Assigned task: Search the records for the word "ResourceTypeRegistry" and pick out every line that has it.

=======

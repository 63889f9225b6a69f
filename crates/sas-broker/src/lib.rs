//! Shared Access Signature Broker
//!
//! `sas-broker` issues short-lived, narrowly scoped access tokens for blob,
//! table and queue storage. A client never sees the account key: it asks the
//! broker for a signed URI covering one resource and a set of rights, then
//! talks to storage directly.
//!
//! # Architecture
//!
//! - [`ResourceRequestManager`] is the entry point. It resolves the resource
//!   type, validates the request, resolves the connection string and asks the
//!   matching broker for a token.
//! - [`ResourceTypeRegistry`] maps case-insensitive type tokens to brokers.
//! - [`broker`] holds one [`ResourceBroker`] per storage kind.
//! - [`codec`] converts between permission letters and [`PermissionSet`]s.
//! - [`signer`] computes the signature. [`SharedKeySigner`] signs with the
//!   account key from the connection string.
//! - [`settings`] and [`config`] hold connection strings and tunables, both
//!   with hot-reload providers.
//!
//! # Example
//!
//! ```
//! use sas_broker::{ConnectionSettings, CredentialSource, ResourceRequestManager};
//! use serde_json::json;
//!
//! let settings: ConnectionSettings = [(
//!     "ResourceBrokerStorageConnectionString",
//!     "DefaultEndpointsProtocol=https;AccountName=test;AccountKey=a2V5",
//! )]
//! .into_iter()
//! .collect();
//!
//! let manager = ResourceRequestManager::default();
//! let token = manager
//!     .generate(
//!         "blob",
//!         &json!({"container": "photos", "name": "cat.png", "permissions": "rw"}),
//!         CredentialSource::Settings(&settings),
//!     )
//!     .unwrap();
//!
//! assert_eq!(token.resource_uri(), "https://test.blob.core.windows.net/photos/cat.png");
//! assert_eq!(token.query_param("sp"), Some("rw"));
//! ```
//!
//! # Security
//!
//! Tokens are bearer credentials. The broker does not authenticate callers;
//! put it behind whatever authentication your host already has, and use the
//! access hook of the HTTP host to restrict who may ask for what.

#![cfg_attr(docsrs, feature(doc_cfg))]
#![allow(
    clippy::bool_assert_comparison,  // I don't like `assert!(!expression)`. It's very misleading.
    clippy::multiple_crate_versions, // Sometimes not fixable
    clippy::module_name_repetitions,
    clippy::single_match_else,
    clippy::wildcard_imports,
    clippy::let_underscore_untyped,
)]

#[macro_use]
mod error;

mod manager;
mod registry;
mod token;

pub mod account;
pub mod broker;
pub mod codec;
pub mod config;
pub mod crypto;
pub mod kind;
pub mod params;
pub mod permission;
pub mod settings;
pub mod signer;
pub mod timestamp;

pub use self::error::*;

pub use self::broker::ResourceBroker;
pub use self::kind::ResourceKind;
pub use self::manager::{CredentialSource, ResourceRequestManager, ValidatedRequest};
pub use self::params::{BlobRequest, DefaultRequest, ResourceParameters};
pub use self::permission::{AllowedPermissions, PermissionSet};
pub use self::registry::ResourceTypeRegistry;
pub use self::settings::{ConnectionSettings, StorageCredentialResolver};
pub use self::signer::{AccessSigner, SharedKeySigner};
pub use self::token::ResourceToken;
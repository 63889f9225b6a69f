//! Connection settings
//!
//! [`ConnectionSettings`] is the flat key/value map the broker reads its
//! connection strings from. It can be assembled from the environment, from a
//! JSON file, or both layered together.

use crate::error::BrokerResult;
use crate::kind::{GENERIC_CONNECTION_STRING_KEY, ResourceKind};

use std::collections::BTreeMap;
use std::fmt;
use std::path::Path;
use std::sync::Arc;

use arc_swap::ArcSwap;
use serde::{Deserialize, Serialize};
use tracing::debug;

/// Prefix shared by every setting the broker reads.
pub const SETTING_PREFIX: &str = "ResourceBroker";

#[derive(Debug, thiserror::Error)]
pub enum SettingsError {
    #[error("io: {0}")]
    Io(#[from] std::io::Error),
    #[error("json: {0}")]
    Json(#[from] serde_json::Error),
}

/// Read-only map of setting name to value.
#[derive(Clone, Default, PartialEq, Eq, Serialize, Deserialize)]
#[serde(transparent)]
pub struct ConnectionSettings(BTreeMap<String, String>);

impl ConnectionSettings {
    #[must_use]
    pub fn new() -> Self {
        Self::default()
    }

    /// Collects `ResourceBroker*` settings from the process environment.
    #[must_use]
    pub fn from_env() -> Self {
        Self::from_vars(std::env::vars())
    }

    /// Keeps the `ResourceBroker*` pairs of `vars`.
    #[must_use]
    pub fn from_vars(vars: impl IntoIterator<Item = (String, String)>) -> Self {
        vars.into_iter().filter(|(k, _)| k.starts_with(SETTING_PREFIX)).collect()
    }

    /// Reads a JSON object of string values.
    ///
    /// # Errors
    /// Returns an error if the file cannot be read or is not a JSON object of
    /// strings.
    pub fn from_json_file(path: impl AsRef<Path>) -> Result<Self, SettingsError> {
        let text = std::fs::read_to_string(path)?;
        Ok(serde_json::from_str(&text)?)
    }

    /// Layers `other` over `self`; keys present in both take `other`'s value.
    #[must_use]
    pub fn merge(mut self, other: Self) -> Self {
        self.0.extend(other.0);
        self
    }

    pub fn insert(&mut self, key: impl Into<String>, value: impl Into<String>) {
        self.0.insert(key.into(), value.into());
    }

    #[must_use]
    pub fn get(&self, key: &str) -> Option<&str> {
        self.0.get(key).map(String::as_str)
    }

    /// Like [`get`](Self::get) but treats blank values as absent.
    #[must_use]
    pub fn get_non_blank(&self, key: &str) -> Option<&str> {
        self.get(key).filter(|v| !v.trim().is_empty())
    }

    #[must_use]
    pub fn len(&self) -> usize {
        self.0.len()
    }

    #[must_use]
    pub fn is_empty(&self) -> bool {
        self.0.is_empty()
    }

    pub fn keys(&self) -> impl Iterator<Item = &str> {
        self.0.keys().map(String::as_str)
    }
}

impl<K: Into<String>, V: Into<String>> FromIterator<(K, V)> for ConnectionSettings {
    fn from_iter<I: IntoIterator<Item = (K, V)>>(iter: I) -> Self {
        Self(iter.into_iter().map(|(k, v)| (k.into(), v.into())).collect())
    }
}

/// Values are connection strings, so only the keys are printed.
impl fmt::Debug for ConnectionSettings {
    fn fmt(&self, f: &mut fmt::Formatter<'_>) -> fmt::Result {
        f.debug_set().entries(self.0.keys()).finish()
    }
}

/// Two-tier connection string lookup shared by every broker.
#[derive(Debug, Clone, Copy, Default)]
pub struct StorageCredentialResolver;

impl StorageCredentialResolver {
    /// Returns the kind-specific connection string if set and non-blank,
    /// else the generic one.
    ///
    /// ```
    /// use sas_broker::{ConnectionSettings, ResourceKind, StorageCredentialResolver};
    ///
    /// let settings: ConnectionSettings = [
    ///     ("ResourceBrokerStorageConnectionString", "generic"),
    ///     ("ResourceBrokerQueueConnectionString", "queue"),
    /// ]
    /// .into_iter()
    /// .collect();
    ///
    /// assert_eq!(StorageCredentialResolver::resolve(ResourceKind::Queue, &settings).unwrap(), "queue");
    /// assert_eq!(StorageCredentialResolver::resolve(ResourceKind::Blob, &settings).unwrap(), "generic");
    /// ```
    ///
    /// # Errors
    /// Returns `ConfigurationMissing` if neither setting is usable.
    pub fn resolve(kind: ResourceKind, settings: &ConnectionSettings) -> BrokerResult<String> {
        let specific = kind.connection_string_key();
        if let Some(cs) = settings.get_non_blank(specific) {
            debug!(%kind, key = specific, "connection string resolved");
            return Ok(cs.to_owned());
        }
        if let Some(cs) = settings.get_non_blank(GENERIC_CONNECTION_STRING_KEY) {
            debug!(%kind, key = GENERIC_CONNECTION_STRING_KEY, "connection string resolved");
            return Ok(cs.to_owned());
        }
        Err(broker_error!(
            ConfigurationMissing,
            "neither {} nor {} is configured",
            specific,
            GENERIC_CONNECTION_STRING_KEY
        ))
    }
}

/// Source of [`ConnectionSettings`] snapshots.
pub trait SettingsProvider: Send + Sync + 'static {
    fn snapshot(&self) -> Arc<ConnectionSettings>;
}

#[derive(Debug, Default)]
pub struct StaticSettingsProvider {
    inner: Arc<ConnectionSettings>,
}

impl StaticSettingsProvider {
    #[must_use]
    pub fn new(settings: Arc<ConnectionSettings>) -> Self {
        Self { inner: settings }
    }
}

impl SettingsProvider for StaticSettingsProvider {
    fn snapshot(&self) -> Arc<ConnectionSettings> {
        Arc::clone(&self.inner)
    }
}

/// Settings that can be replaced while the host keeps running.
#[derive(Debug)]
pub struct HotReloadSettingsProvider {
    inner: ArcSwap<ConnectionSettings>,
}

impl HotReloadSettingsProvider {
    #[must_use]
    pub fn new(settings: Arc<ConnectionSettings>) -> Self {
        Self {
            inner: ArcSwap::from(settings),
        }
    }

    pub fn update(&self, settings: Arc<ConnectionSettings>) {
        self.inner.store(settings);
    }
}

impl Default for HotReloadSettingsProvider {
    fn default() -> Self {
        Self::new(Arc::new(ConnectionSettings::default()))
    }
}

impl SettingsProvider for HotReloadSettingsProvider {
    fn snapshot(&self) -> Arc<ConnectionSettings> {
        self.inner.load_full()
    }
}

=======

Answer to this exercise:
//! - [`ResourceTypeRegistry`] maps case-insensitive type tokens to brokers.
pub use self::registry::ResourceTypeRegistry;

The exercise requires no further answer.